Today marks the end of January. So far, the Dow is up about 2% for the month while both the S&P 500 and the NASDAQ Composite are up over 3%. All are likely to take a breather this morning after modest negative reactions to earnings reports last night from Microsoft# and Alphabet#. I say modest because the overnight trading declines simply erase a few days of gains achieved in anticipation of good earnings. While no earnings report for a company as large and complex as these can be perfect, the key message is that AI is real and beginning to drive a new era of growth that will offset any slowdown in traditional growth arenas like personal computing or advertising. Markets also got another piece of good news yesterday as The Treasury’s anticipated funding requirements over the next few months are slightly less than previously anticipated and will continue to be skewed toward the short end of the curve. That helped pull long-term interest rates down a bit, a tailwind for stocks.
Today concludes a two-day FOMC meeting. There will be no change in rates today. What investors will focus on are any hints that a rate cut is near at hand, perhaps as early as the next meeting in March. At the moment, futures markets indicate that markets have a slight bias toward keeping rates steady in March with a first cut coming in May. Economically, there is likely very little difference whether the first cut of 25 basis points comes in March or May. Recent data suggests a stronger economy than was anticipated over the past several months. If there is any slowing happening now, it will be based on anecdotal data and probably won’t be sufficient to change course immediately. The January employment report doesn’t come out until Friday, it will, therefore, be a non-factor today.

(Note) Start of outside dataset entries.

//! Dedicated detection thread.
//!
//! The session is driven from one OS thread; async callers hand it jobs over a
//! bounded channel and await the answer on a one-shot reply.

use std::any::Any;
use std::panic::{self, AssertUnwindSafe};
use std::thread;
use std::time::{Duration, Instant};
use crossbeam_channel::{bounded, Receiver, Sender, TrySendError};
use thiserror::Error;
use tokio::sync::oneshot;

use crate::annotate;
use crate::common::{DetectImage, Detection};
use crate::detection_runners::inference_process::InferenceProcess;

#[derive(Debug)]
pub struct DetectJob {
    pub image: DetectImage,
    pub return_image: bool,
    pub reply: oneshot::Sender<anyhow::Result<DetectOutcome>>,
}

#[derive(Debug, Clone, Default)]
pub struct DetectOutcome {
    pub detections: Vec<Detection>,
    /// Model run time, excluding overlay rendering.
    pub elapsed: Duration,
    /// JPEG data URL, present when the job asked for it.
    pub image_b64: Option<String>,
}

#[derive(Debug, Error)]
pub enum DetectError {
    #[error("detector busy, try again")]
    Busy,
    #[error("detector stopped")]
    Stopped,
    #[error(transparent)]
    Failed(#[from] anyhow::Error),
}

/// Cloneable handle used by request handlers.
#[derive(Debug, Clone)]
pub struct DetectorHandle {
    job_tx: Sender<DetectJob>,
}

impl DetectorHandle {
    /// Queues `image` without blocking; a full queue yields [`DetectError::Busy`].
    pub async fn detect(&self, image: DetectImage, return_image: bool) -> Result<DetectOutcome, DetectError> {
        let (reply, rx) = oneshot::channel();
        let job = DetectJob { image, return_image, reply };
        match self.job_tx.try_send(job) {
            Ok(()) => {}
            Err(TrySendError::Full(_)) => return Err(DetectError::Busy),
            Err(TrySendError::Disconnected(_)) => return Err(DetectError::Stopped),
        }
        match rx.await {
            Ok(outcome) => Ok(outcome?),
            Err(_) => Err(DetectError::Stopped),
        }
    }
}

pub struct DetectionWorker;

impl DetectionWorker {
    /// Moves `detector` onto a new thread accepting up to `queue` pending jobs.
    /// The thread exits once every handle is dropped.
    pub fn spawn<P>(detector: P, queue: usize) -> anyhow::Result<DetectorHandle>
    where
        P: InferenceProcess + 'static,
    {
        let (job_tx, job_rx) = bounded(queue.max(1));
        thread::Builder::new()
            .name("detection".to_string())
            .spawn(move || Self::detection_loop(detector, job_rx))?;
        Ok(DetectorHandle { job_tx })
    }

    fn detection_loop<P: InferenceProcess>(mut detector: P, job_rx: Receiver<DetectJob>) {
        log::info!("Detection worker started");
        for job in job_rx.iter() {
            let outcome = panic::catch_unwind(AssertUnwindSafe(|| {
                Self::process(&mut detector, &job.image, job.return_image)
            }))
            .unwrap_or_else(|payload| Err(anyhow::anyhow!("detector panicked: {}", panic_message(&*payload))));
            if let Err(err) = &outcome {
                log::error!("Detection failed: {err:#}");
            }
            if job.reply.send(outcome).is_err() {
                log::debug!("Detection caller went away before the reply");
            }
        }
        log::info!("Detection worker stopped");
    }

    fn process<P: InferenceProcess>(detector: &mut P, image: &DetectImage, return_image: bool) -> anyhow::Result<DetectOutcome> {
        let now = Instant::now();
        let detections = crate::run_detection(detector, image)?;
        let elapsed = now.elapsed();
        log::debug!("{} detections", detections.len());

        let image_b64 = if return_image {
            Some(annotate::render_data_url(&image.image, &detections)?)
        } else {
            None
        };

        Ok(DetectOutcome { detections, elapsed, image_b64 })
    }
}

fn panic_message(payload: &(dyn Any + Send)) -> &str {
    if let Some(msg) = payload.downcast_ref::<&str>() {
        msg
    } else if let Some(msg) = payload.downcast_ref::<String>() {
        msg
    } else {
        "unknown panic"
    }
}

The other topic for discussion today is the future of QT (Quantitative Tightening), the process of deliberately lowering the size of the Fed’s balance sheet. There is a large school of thought, which I buy into, that the size of the balance sheet itself has no real economic importance. Rather, what matters is the change in size that correlates closely to changes in money supply, a key variable of future growth. Reducing the size of the balance sheet, either via outright sales of securities or simply letting them roll off at maturity, not only is a headwind to growth, but it risks causing liquidity-related accidents in debt markets. Continuing QT while lowering interest rates would seem rather contradictory. On one hand, easing rates is meant to stimulate economic activity, while reducing M2, the key measure of money supply, would serve to constrain growth unless, for some reason, the rate money turns over (velocity) rises enough to offset the impact of lower M2.
It isn’t hard to figure out what markets want. Markets always want easy money conditions or anything that can stimulate growth as long as inflation is contained. Inflation continues to move lower although recent modest increases in oil prices could slow or even reverse the trend on headline numbers if energy cost increases are passed through to consumers. So far, the only impact is a $0.10-0.20 rise in the price of a gallon of gasoline from recent lows, hardly a game changer.
With Microsoft and Alphabet earnings out of the way, all eyes turn to tomorrow evening when Apple#, Meta Platforms# and Amazon # report. The biggest of the three is likely to be Apple, not only because it is the largest by size, but because it has been in the news so much lately. Apple’s stock has remained high, despite recent pullbacks and slowing iPhone sales for two reasons. First and foremost, Apple has become an adept manager of free cash rewarding its investors via larger stock buybacks and a solid dividend. Second, while phone sales are flat or even declining, Apple has done a good job adding service revenues from existing customers, anything from cloud storage, to Apple Music, to ApplePay, to Apple+ TV, etc.
But will that be enough? It’s shares still sell at a healthy premium to the overall market while its projected earnings growth rate is pretty close to the S&P 500 average. Investors are always hopeful that future products can boost growth. Apple Vision headsets start selling on Friday. It’s deepening penetration into auto and healthcare markets offers some promise. But those opportunities are vague, at least today. Investors will give Apple some leeway given its historic record, but not forever. How investors react to tomorrow’s news will be illustrative of what to expect going forward. Microsoft has overtaken Apple as the world’s most valuable business franchise. My guess is that over time, unless Apple can reaccelerate growth, it’s P/E multiple will gravitate toward market averages. That may not mean today. But history suggests that leadership companies, particularly very large ones, eventually lose their premium multiples.
Today, Justin Timberlake is 43. Nolan Ryan turns 77.